To our knowledge, no head-to-head randomized controlled trial (RCT) has examined the effects of ACE inhibitors and ARBs in patients with pre-existing diabetic retinopathy. In a recent meta-analysis that indirectly compared renin–angiotensin–aldosterone system blockers,26 ACE inhibitors appeared to be superior to ARBs for the treatment of diabetic retinopathy, but analyses were not sufficiently powered to detect a significant difference in incident macrovascular events in diabetic retinopathy trials. Previous small RCTs2731 directly comparing the effectiveness of ACE inhibitors and ARBs focused mainly on renal outcomes in patients with type 2 diabetes and albuminuria; they revealed no difference during short follow-up periods. Similar results for major adverse cardiac events were observed in the diabetes subgroup of a large ONTARGET trial,16 but randomization was not based on the presence and severity of diabetes, and baseline diabetic retinopathy status was not reported. In a systematic review of 63 trials involving patients with diabetes and varying albuminuria, Wu and colleagues14 produced findings similar to those of our study. By contrast, another systematic review of 35 RCTs15 showed that ACE inhibitors reduced all-cause mortality, cardiovascular-related mortality and major cardiovascular events in diabetes populations compared with ARBs, but the ONTARGET trial was not included in the analysis.

Given the inherent indirectness of comparison in meta-analyses and the lack of analyses focused specifically on patients with diabetic retinopathy, the findings from our large study add to the growing evidence of no significant difference between ACE inhibitors and ARBs in terms of incident macrovascular events in patients with diabetic retinopathy.

Strengths and limitations

The strengths of our study include the examination of a nationwide, population-based cohort using registry data from Taiwan’s National Health Insurance program, which contains data on ophthalmologist-confirmed diabetic retinopathy, the prospective recording of subsequent major adverse cardiac events during a long follow-up period and the detailed examination of potential confounders. However, the study has several limitations.

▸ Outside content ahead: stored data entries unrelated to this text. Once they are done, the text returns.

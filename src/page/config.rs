use std::collections::{BTreeMap, BTreeSet};
use std::path::Path;

use crate::foundation::core::{Length, Rect, Viewport};
use crate::foundation::error::{ScrollworkError, ScrollworkResult};
use crate::nav::header::HEADER_LINKS;
use crate::nav::overlay::OverlayConfig;
use crate::reveal::builtin;
use crate::reveal::recipe::RevealRecipe;
use crate::scroll::driver::SmoothScrollConfig;

/// Group that receives the contact form's send-icon launch.
pub const SEND_ICON_GROUP: &str = "send_icon";

/// A full page: viewport, scroll physics and the sections stacked top to bottom.
#[derive(Clone, Debug, PartialEq, serde::Serialize, serde::Deserialize)]
pub struct PageConfig {
    pub viewport: Viewport,
    #[serde(default)]
    pub smooth_scroll: SmoothScrollConfig,
    #[serde(default)]
    pub reduced_motion: bool,
    #[serde(default)]
    pub overlay: OverlayConfig,
    #[serde(default = "default_header_links")]
    pub header_links: Vec<String>,
    pub sections: Vec<SectionDef>,
}

fn default_header_links() -> Vec<String> {
    HEADER_LINKS.iter().map(|s| (*s).to_owned()).collect()
}

/// Either the name of a built-in recipe or a recipe spelled out inline.
#[derive(Clone, Debug, PartialEq, serde::Serialize, serde::Deserialize)]
#[serde(untagged)]
pub enum RecipeSource {
    Builtin(String),
    Inline(Box<RevealRecipe>),
}

impl RecipeSource {
    pub fn resolve(&self) -> ScrollworkResult<RevealRecipe> {
        match self {
            Self::Builtin(name) => builtin::recipe(name).ok_or_else(|| {
                ScrollworkError::config(format!("unknown built-in recipe '{name}'"))
            }),
            Self::Inline(recipe) => Ok((**recipe).clone()),
        }
    }
}

/// One section of the page.
#[derive(Clone, Debug, PartialEq, serde::Serialize, serde::Deserialize)]
pub struct SectionDef {
    /// Anchor name used by navigation and the active-section tracker.
    pub id: String,
    pub recipe: RecipeSource,
    /// `px` or `vh`.
    #[serde(with = "length_str")]
    pub height: Length,
    #[serde(default)]
    pub groups: BTreeMap<String, GroupDef>,
}

/// Elements of one target group. Exactly one of `count` and `label` is set.
///
/// `rect` is relative to the section's top-left corner and defaults to the whole section.
/// Members are laid out left to right across it.
#[derive(Clone, Debug, Default, PartialEq, serde::Serialize, serde::Deserialize)]
pub struct GroupDef {
    #[serde(default, skip_serializing_if = "Option::is_none")]
    pub count: Option<usize>,
    /// Split into one element per character.
    #[serde(default, skip_serializing_if = "Option::is_none")]
    pub label: Option<String>,
    #[serde(default, skip_serializing_if = "Option::is_none")]
    pub rect: Option<Rect>,
}

impl GroupDef {
    pub fn count(n: usize) -> Self {
        Self {
            count: Some(n),
            ..Self::default()
        }
    }

    pub fn label(text: impl Into<String>) -> Self {
        Self {
            label: Some(text.into()),
            ..Self::default()
        }
    }

    pub fn at(mut self, rect: Rect) -> Self {
        self.rect = Some(rect);
        self
    }

    fn validate(&self, section: &str, name: &str) -> ScrollworkResult<()> {
        let err = |msg: &str| {
            Err(ScrollworkError::config(format!(
                "group '{name}' of section '{section}' {msg}"
            )))
        };
        match (self.count, self.label.as_deref()) {
            (Some(0), None) => return err("has count 0"),
            (Some(_), None) => {}
            (None, Some(label)) if label.is_empty() => return err("has an empty label"),
            (None, Some(_)) => {}
            _ => return err("must set exactly one of count and label"),
        }
        if let Some(r) = self.rect
            && !(r.x0.is_finite() && r.y0.is_finite() && r.x1.is_finite() && r.y1.is_finite())
        {
            return err("has a non-finite rect");
        }
        Ok(())
    }
}

impl SectionDef {
    pub fn new(id: impl Into<String>, recipe: RecipeSource, height: Length) -> Self {
        Self {
            id: id.into(),
            recipe,
            height,
            groups: BTreeMap::new(),
        }
    }

    pub fn group(mut self, name: impl Into<String>, def: GroupDef) -> Self {
        self.groups.insert(name.into(), def);
        self
    }

    /// Section height in pixels for `viewport`.
    pub fn height_px(&self, viewport: Viewport) -> f64 {
        self.height.resolve(viewport, 0.0)
    }

    fn validate(&self, viewport: Viewport) -> ScrollworkResult<()> {
        if self.id.trim().is_empty() {
            return Err(ScrollworkError::config("section id must be non-empty"));
        }
        if matches!(self.height, Length::Percent(_)) {
            return Err(ScrollworkError::config(format!(
                "section '{}' height must be px or vh",
                self.id
            )));
        }
        let h = self.height_px(viewport);
        if !(h.is_finite() && h > 0.0) {
            return Err(ScrollworkError::config(format!(
                "section '{}' height must be > 0",
                self.id
            )));
        }
        for (name, group) in &self.groups {
            group.validate(&self.id, name)?;
        }

        let recipe = self.recipe.resolve()?;
        recipe
            .validate()
            .map_err(|e| {
                ScrollworkError::config(format!("section '{}' recipe: {e}", self.id))
            })?;
        for group in recipe.groups() {
            if !self.groups.contains_key(group) {
                return Err(ScrollworkError::config(format!(
                    "section '{}' recipe animates group '{group}' which the section does not define",
                    self.id
                )));
            }
        }
        Ok(())
    }
}

impl PageConfig {
    pub fn validate(&self) -> ScrollworkResult<()> {
        let viewport = Viewport::new(self.viewport.width, self.viewport.height)
            .map_err(|e| ScrollworkError::config(format!("page viewport: {e}")))?;
        self.smooth_scroll.validate()?;
        if self.sections.is_empty() {
            return Err(ScrollworkError::config("page must have at least one section"));
        }
        let mut seen = BTreeSet::new();
        for section in &self.sections {
            if !seen.insert(section.id.as_str()) {
                return Err(ScrollworkError::config(format!(
                    "duplicate section id '{}'",
                    section.id
                )));
            }
            section.validate(viewport)?;
        }
        Ok(())
    }

    pub fn from_json(json: &str) -> ScrollworkResult<Self> {
        let config: Self = serde_json::from_str(json)?;
        config.validate()?;
        Ok(config)
    }

    pub fn from_path(path: impl AsRef<Path>) -> ScrollworkResult<Self> {
        let path = path.as_ref();
        let json = std::fs::read_to_string(path).map_err(|e| {
            ScrollworkError::config(format!("read page config '{}': {e}", path.display()))
        })?;
        Self::from_json(&json)
    }

    /// Sum of every section height.
    pub fn document_height(&self) -> f64 {
        self.sections
            .iter()
            .map(|s| s.height_px(self.viewport))
            .sum()
    }

    /// The eight-section studio site at a 1440x900 viewport.
    pub fn studio() -> Self {
        let builtin = |name: &str| RecipeSource::Builtin(name.to_owned());
        let title = |text: &str| GroupDef::label(text).at(Rect::new(80.0, 120.0, 1000.0, 240.0));
        let subtitle = || GroupDef::count(1).at(Rect::new(80.0, 260.0, 700.0, 300.0));

        let sections = vec![
            SectionDef::new("hero", builtin("hero"), Length::Vh(100.0))
                .group("grid", GroupDef::count(1))
                .group(
                    "brand",
                    GroupDef::count(1).at(Rect::new(0.0, 198.0, 1440.0, 351.0)),
                )
                .group(
                    "brand_chars",
                    GroupDef::label("Code De Luxe").at(Rect::new(250.0, 198.0, 1190.0, 351.0)),
                )
                .group(
                    "terminal",
                    GroupDef::count(1).at(Rect::new(370.0, 420.0, 1070.0, 780.0)),
                )
                .group("cta", GroupDef::count(1).at(Rect::new(80.0, 800.0, 320.0, 850.0)))
                .group("float", GroupDef::count(1).at(Rect::new(370.0, 420.0, 1070.0, 780.0))),
            SectionDef::new("about", builtin("about"), Length::Vh(100.0))
                .group(
                    "heading_lines",
                    GroupDef::count(3).at(Rect::new(72.0, 160.0, 640.0, 400.0)),
                )
                .group(
                    "paragraphs",
                    GroupDef::count(2).at(Rect::new(72.0, 420.0, 640.0, 560.0)),
                )
                .group("stats", GroupDef::count(4).at(Rect::new(72.0, 600.0, 640.0, 680.0)))
                .group(
                    "geometric",
                    GroupDef::count(1).at(Rect::new(648.0, 0.0, 1440.0, 900.0)),
                )
                .group("ctas", GroupDef::count(2).at(Rect::new(72.0, 720.0, 500.0, 770.0))),
            SectionDef::new("work", builtin("portfolio"), Length::Px(1400.0))
                .group("title", title("Selected Work"))
                .group("subtitle", subtitle())
                .group("items", GroupDef::count(5).at(Rect::new(80.0, 360.0, 1360.0, 1300.0))),
            SectionDef::new("services", builtin("services"), Length::Px(1200.0))
                .group("title", title("Services"))
                .group("subtitle", subtitle())
                .group("cards", GroupDef::count(4).at(Rect::new(80.0, 360.0, 1360.0, 1000.0))),
            SectionDef::new("process", builtin("process"), Length::Px(1300.0))
                .group("title", title("Process"))
                .group("subtitle", subtitle())
                .group("steps", GroupDef::count(5).at(Rect::new(80.0, 500.0, 1360.0, 900.0)))
                .group(
                    "connectors",
                    GroupDef::count(4).at(Rect::new(200.0, 690.0, 1240.0, 710.0)),
                )
                .group("return", GroupDef::count(1).at(Rect::new(80.0, 1000.0, 400.0, 1060.0))),
            SectionDef::new("testimonials", builtin("testimonials"), Length::Px(1200.0))
                .group("title", title("The Log"))
                .group("subtitle", subtitle())
                .group(
                    "terminal",
                    GroupDef::count(1).at(Rect::new(80.0, 360.0, 1360.0, 1100.0)),
                )
                .group(
                    "log_entries",
                    GroupDef::count(5).at(Rect::new(120.0, 420.0, 1320.0, 1000.0)),
                )
                .group(
                    "footer_line",
                    GroupDef::count(1).at(Rect::new(120.0, 1040.0, 1320.0, 1060.0)),
                ),
            SectionDef::new("partners", builtin("partners"), Length::Vh(100.0))
                .group("title", title("Partners"))
                .group("subtitle", subtitle())
                .group("logos", GroupDef::count(6).at(Rect::new(80.0, 360.0, 1360.0, 560.0)))
                .group("metrics", GroupDef::count(3).at(Rect::new(80.0, 620.0, 1360.0, 720.0)))
                .group(
                    "background_text",
                    GroupDef::count(1).at(Rect::new(0.0, 300.0, 1440.0, 700.0)),
                ),
            SectionDef::new("contact", builtin("contact"), Length::Px(1400.0))
                .group(
                    "title",
                    GroupDef::label("Let's build something great.")
                        .at(Rect::new(80.0, 120.0, 1200.0, 240.0)),
                )
                .group("subtitle", subtitle())
                .group("items", GroupDef::count(3).at(Rect::new(80.0, 360.0, 560.0, 640.0)))
                .group(
                    "form_fields",
                    GroupDef::count(5).at(Rect::new(640.0, 360.0, 1360.0, 1000.0)),
                )
                .group("submit", GroupDef::count(1).at(Rect::new(640.0, 1040.0, 960.0, 1100.0)))
                .group(
                    SEND_ICON_GROUP,
                    GroupDef::count(1).at(Rect::new(900.0, 1062.0, 916.0, 1078.0)),
                )
                .group(
                    "footer_items",
                    GroupDef::count(3).at(Rect::new(80.0, 1300.0, 1360.0, 1340.0)),
                ),
        ];

        Self {
            viewport: Viewport {
                width: 1440.0,
                height: 900.0,
            },
            smooth_scroll: SmoothScrollConfig::default(),
            reduced_motion: false,
            overlay: OverlayConfig::default(),
            header_links: default_header_links(),
            sections,
        }
    }
}

mod length_str {
    use serde::{Deserialize, Deserializer, Serializer};

    use crate::foundation::core::Length;

    pub fn serialize<S: Serializer>(length: &Length, s: S) -> Result<S::Ok, S::Error> {
        s.collect_str(length)
    }

    pub fn deserialize<'de, D: Deserializer<'de>>(d: D) -> Result<Length, D::Error> {
        let raw = String::deserialize(d)?;
        raw.parse().map_err(serde::de::Error::custom)
    }
}

#[cfg(test)]
#[path = "../../tests/unit/page/config.rs"]
mod tests;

First, the diagnosis of diabetic retinopathy was based on the presence of the ICD-9-CM code in records; its severity and regression or progression, according to the Early Treatment Diabetic Retinopathy Study (ETDRS) scale, were not recorded in the database. Nevertheless, in a substudy of the Action to Control Cardiovascular Risk in Diabetes (ACCORD) trial,32 the risks of future macrovascular events did not appear to be graded according to the severity of diabetes.

Second, patients were not randomly assigned to the study groups. Thus, RCTs are needed to confirm or refute our findings.

Third, unmeasured bias is an inherent limitation of retrospective observational studies, although we conducted propensity score matching to address imbalances between groups.

Fourth, some patient data, including hemo globin A1C concentration, blood pressure and reasons underlying the selection of specific anti-hypertensive medications, were not available in the database. However, we balanced the types of antidiabetic drugs and non–renin–angiotensin–aldosterone system antihypertensive medications in both groups.

Fifth, patients taking ACE inhibitors have more adverse symptoms (e.g., cough) than patients taking ARBs, mainly because of the unopposed elevation of bradykinin, which may lead to intolerance to ACE inhibitors or even early discontinuation. Thus, the real effects of ACE inhibitors may be overestimated in intention-to-treat analyses, which may otherwise better represent real-life medical practice. Nevertheless, the results were consistent with those of the as-treated analyses, which we performed to reduce dropout bias.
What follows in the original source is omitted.